Record excerpts START
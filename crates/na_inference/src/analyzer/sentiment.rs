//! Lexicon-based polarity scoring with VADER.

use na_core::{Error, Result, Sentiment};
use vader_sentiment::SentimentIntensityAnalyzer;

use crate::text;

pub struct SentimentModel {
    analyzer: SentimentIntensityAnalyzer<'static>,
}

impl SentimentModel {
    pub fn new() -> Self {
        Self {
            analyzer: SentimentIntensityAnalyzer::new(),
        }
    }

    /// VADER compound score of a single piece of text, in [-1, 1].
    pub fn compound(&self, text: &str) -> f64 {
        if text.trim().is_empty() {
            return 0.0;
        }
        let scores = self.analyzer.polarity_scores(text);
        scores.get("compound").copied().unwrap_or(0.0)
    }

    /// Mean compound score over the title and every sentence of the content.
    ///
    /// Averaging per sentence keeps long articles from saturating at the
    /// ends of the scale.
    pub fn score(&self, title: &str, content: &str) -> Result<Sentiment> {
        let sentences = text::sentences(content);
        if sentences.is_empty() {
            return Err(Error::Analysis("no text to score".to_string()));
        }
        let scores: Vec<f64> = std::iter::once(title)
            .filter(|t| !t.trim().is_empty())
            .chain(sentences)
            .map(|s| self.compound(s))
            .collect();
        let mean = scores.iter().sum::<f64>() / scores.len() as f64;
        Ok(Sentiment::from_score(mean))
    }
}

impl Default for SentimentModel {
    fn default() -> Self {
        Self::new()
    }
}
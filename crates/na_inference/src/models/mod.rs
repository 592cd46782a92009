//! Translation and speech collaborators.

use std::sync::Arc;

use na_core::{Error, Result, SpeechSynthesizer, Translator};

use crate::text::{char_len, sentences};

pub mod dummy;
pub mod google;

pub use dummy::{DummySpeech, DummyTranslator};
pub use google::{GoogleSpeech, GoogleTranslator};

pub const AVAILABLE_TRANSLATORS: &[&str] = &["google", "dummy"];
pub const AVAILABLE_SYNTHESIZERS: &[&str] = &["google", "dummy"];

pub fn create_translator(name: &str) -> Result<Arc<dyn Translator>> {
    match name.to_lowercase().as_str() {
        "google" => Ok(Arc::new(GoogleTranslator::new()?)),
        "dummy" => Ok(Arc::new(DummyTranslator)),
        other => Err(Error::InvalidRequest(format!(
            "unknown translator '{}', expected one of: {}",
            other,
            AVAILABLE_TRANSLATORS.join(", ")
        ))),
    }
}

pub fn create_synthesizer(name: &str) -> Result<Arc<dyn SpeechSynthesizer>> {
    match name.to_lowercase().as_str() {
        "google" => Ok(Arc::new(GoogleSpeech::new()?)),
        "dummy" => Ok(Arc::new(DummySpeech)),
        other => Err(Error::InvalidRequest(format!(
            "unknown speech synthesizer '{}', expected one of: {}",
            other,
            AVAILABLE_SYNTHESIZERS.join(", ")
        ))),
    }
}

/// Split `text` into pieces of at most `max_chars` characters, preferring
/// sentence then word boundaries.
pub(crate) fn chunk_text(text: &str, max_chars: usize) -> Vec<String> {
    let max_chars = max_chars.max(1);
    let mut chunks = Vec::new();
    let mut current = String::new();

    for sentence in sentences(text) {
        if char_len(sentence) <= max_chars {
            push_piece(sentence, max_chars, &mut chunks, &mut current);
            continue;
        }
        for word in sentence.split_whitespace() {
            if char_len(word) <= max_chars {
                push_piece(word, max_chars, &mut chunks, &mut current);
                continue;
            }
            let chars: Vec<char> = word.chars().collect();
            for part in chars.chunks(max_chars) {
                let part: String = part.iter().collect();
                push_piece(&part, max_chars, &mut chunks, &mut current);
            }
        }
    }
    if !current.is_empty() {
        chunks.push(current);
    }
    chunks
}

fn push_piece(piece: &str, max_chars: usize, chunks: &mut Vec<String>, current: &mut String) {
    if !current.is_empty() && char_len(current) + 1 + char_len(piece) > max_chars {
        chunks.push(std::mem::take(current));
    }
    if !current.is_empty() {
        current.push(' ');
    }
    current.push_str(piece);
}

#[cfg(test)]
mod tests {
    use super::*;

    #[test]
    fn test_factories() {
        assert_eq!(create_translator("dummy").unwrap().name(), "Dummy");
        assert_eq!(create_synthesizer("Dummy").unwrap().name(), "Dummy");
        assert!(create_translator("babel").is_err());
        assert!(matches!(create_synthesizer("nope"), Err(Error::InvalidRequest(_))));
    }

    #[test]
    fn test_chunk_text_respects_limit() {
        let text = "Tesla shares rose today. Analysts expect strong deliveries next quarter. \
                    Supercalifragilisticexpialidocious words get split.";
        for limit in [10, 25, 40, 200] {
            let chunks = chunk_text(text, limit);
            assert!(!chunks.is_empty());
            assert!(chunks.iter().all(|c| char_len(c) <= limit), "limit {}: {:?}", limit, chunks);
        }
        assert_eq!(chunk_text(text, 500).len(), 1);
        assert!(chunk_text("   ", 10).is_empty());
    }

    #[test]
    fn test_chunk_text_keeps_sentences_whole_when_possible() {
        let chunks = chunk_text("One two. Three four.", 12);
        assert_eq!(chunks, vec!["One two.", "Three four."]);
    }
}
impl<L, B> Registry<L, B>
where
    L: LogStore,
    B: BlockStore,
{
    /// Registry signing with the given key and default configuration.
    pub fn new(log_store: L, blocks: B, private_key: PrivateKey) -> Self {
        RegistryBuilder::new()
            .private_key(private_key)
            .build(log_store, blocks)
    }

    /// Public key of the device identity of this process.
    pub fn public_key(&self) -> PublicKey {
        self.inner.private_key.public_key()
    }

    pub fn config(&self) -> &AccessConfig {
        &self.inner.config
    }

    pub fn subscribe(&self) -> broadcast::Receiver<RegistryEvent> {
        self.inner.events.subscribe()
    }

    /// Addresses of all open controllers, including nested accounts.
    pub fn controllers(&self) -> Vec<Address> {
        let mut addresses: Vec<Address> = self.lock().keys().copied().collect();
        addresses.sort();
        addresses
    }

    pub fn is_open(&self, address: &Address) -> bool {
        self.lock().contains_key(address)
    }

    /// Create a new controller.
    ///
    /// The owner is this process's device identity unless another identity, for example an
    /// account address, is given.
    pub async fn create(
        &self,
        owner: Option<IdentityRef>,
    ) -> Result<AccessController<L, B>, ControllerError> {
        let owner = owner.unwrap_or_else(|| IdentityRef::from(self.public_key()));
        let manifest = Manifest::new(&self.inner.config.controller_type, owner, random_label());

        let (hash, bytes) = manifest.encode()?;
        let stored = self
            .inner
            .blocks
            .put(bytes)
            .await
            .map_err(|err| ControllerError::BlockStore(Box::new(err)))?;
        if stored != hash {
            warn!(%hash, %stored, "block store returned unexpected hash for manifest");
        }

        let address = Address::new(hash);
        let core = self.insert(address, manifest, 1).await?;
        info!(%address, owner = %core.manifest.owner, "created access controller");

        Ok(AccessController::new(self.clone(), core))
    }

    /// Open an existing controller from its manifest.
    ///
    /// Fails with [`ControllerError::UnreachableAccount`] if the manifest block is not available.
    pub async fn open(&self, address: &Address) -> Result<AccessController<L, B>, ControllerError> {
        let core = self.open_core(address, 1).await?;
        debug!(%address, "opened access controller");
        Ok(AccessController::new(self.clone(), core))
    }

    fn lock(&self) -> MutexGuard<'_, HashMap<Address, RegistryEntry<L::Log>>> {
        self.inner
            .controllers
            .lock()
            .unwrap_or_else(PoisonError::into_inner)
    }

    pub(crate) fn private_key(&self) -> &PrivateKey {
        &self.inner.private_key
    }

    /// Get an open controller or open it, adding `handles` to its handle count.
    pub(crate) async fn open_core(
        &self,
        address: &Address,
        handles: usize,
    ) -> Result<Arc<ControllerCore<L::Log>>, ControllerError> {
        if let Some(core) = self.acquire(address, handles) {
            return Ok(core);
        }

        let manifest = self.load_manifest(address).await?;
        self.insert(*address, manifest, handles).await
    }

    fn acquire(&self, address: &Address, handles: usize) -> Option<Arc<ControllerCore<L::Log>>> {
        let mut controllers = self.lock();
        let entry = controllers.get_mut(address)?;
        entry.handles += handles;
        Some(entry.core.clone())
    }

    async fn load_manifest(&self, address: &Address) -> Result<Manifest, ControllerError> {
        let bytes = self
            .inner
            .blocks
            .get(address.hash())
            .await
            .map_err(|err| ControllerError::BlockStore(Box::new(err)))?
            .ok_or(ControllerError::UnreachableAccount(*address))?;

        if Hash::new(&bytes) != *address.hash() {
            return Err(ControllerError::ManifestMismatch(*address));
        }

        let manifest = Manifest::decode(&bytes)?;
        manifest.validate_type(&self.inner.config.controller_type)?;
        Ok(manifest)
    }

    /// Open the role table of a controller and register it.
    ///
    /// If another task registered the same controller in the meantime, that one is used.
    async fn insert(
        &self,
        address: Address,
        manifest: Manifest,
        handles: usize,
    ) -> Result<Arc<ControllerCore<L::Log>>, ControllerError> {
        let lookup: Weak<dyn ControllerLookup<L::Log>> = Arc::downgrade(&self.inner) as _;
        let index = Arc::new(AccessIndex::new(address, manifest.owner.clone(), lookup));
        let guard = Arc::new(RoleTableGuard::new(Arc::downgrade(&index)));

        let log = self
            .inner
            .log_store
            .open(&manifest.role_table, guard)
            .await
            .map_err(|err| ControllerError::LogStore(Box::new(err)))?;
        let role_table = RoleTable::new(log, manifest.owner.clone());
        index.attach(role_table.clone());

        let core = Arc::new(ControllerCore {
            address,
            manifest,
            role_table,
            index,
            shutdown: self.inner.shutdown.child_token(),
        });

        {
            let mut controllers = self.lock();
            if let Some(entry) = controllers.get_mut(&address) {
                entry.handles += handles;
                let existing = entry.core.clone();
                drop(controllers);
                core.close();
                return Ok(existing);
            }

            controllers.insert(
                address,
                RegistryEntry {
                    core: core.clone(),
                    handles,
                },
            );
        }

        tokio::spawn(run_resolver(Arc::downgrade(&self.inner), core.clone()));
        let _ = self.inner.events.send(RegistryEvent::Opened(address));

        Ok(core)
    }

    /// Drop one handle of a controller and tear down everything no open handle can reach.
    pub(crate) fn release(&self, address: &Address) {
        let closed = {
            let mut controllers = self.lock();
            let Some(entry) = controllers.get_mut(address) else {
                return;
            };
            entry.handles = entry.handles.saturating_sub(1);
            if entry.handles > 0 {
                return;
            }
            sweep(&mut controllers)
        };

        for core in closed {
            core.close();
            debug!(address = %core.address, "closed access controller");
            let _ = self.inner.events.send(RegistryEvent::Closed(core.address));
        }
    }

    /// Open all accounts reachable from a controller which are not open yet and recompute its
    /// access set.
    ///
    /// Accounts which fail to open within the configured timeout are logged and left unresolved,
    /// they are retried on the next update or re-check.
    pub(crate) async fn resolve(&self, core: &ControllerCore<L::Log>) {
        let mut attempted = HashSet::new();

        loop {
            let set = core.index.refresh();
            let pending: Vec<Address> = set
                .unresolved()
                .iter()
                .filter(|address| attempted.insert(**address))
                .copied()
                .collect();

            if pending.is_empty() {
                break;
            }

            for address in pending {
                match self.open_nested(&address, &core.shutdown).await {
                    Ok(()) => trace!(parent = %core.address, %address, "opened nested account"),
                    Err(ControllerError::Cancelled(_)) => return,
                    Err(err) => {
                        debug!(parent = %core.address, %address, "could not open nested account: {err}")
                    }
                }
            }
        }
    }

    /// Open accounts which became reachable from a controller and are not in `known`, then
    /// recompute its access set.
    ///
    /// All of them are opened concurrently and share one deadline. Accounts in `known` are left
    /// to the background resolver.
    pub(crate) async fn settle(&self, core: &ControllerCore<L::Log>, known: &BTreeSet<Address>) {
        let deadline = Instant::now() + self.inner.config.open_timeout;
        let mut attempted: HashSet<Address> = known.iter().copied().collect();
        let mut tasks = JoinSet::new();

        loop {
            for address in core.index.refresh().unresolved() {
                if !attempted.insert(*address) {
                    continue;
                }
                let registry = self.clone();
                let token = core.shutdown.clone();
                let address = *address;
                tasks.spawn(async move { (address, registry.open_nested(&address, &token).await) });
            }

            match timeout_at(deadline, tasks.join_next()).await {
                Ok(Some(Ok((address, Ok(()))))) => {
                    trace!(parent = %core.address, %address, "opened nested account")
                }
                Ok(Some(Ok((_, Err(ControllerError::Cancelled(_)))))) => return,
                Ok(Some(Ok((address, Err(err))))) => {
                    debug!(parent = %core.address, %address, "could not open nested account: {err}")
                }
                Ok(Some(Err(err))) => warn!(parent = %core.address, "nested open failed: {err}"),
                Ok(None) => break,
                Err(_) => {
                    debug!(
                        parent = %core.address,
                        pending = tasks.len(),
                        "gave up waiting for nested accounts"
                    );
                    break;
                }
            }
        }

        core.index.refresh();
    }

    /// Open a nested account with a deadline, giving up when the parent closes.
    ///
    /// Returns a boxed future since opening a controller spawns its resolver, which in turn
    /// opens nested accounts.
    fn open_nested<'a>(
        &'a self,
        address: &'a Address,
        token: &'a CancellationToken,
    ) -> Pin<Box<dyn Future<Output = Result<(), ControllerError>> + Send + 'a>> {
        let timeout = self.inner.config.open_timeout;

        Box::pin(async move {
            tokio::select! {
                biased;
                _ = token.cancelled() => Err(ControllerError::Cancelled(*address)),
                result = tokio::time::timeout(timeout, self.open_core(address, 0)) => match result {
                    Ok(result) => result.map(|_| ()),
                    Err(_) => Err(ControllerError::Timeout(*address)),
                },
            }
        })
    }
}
Record excerpts END
§ **What is required**:
Check each line in the records above for the word "content". Return those that have it.

§ **Solution for this task**:
    /// Mean compound score over the title and every sentence of the content.
    pub fn score(&self, title: &str, content: &str) -> Result<Sentiment> {
        let sentences = text::sentences(content);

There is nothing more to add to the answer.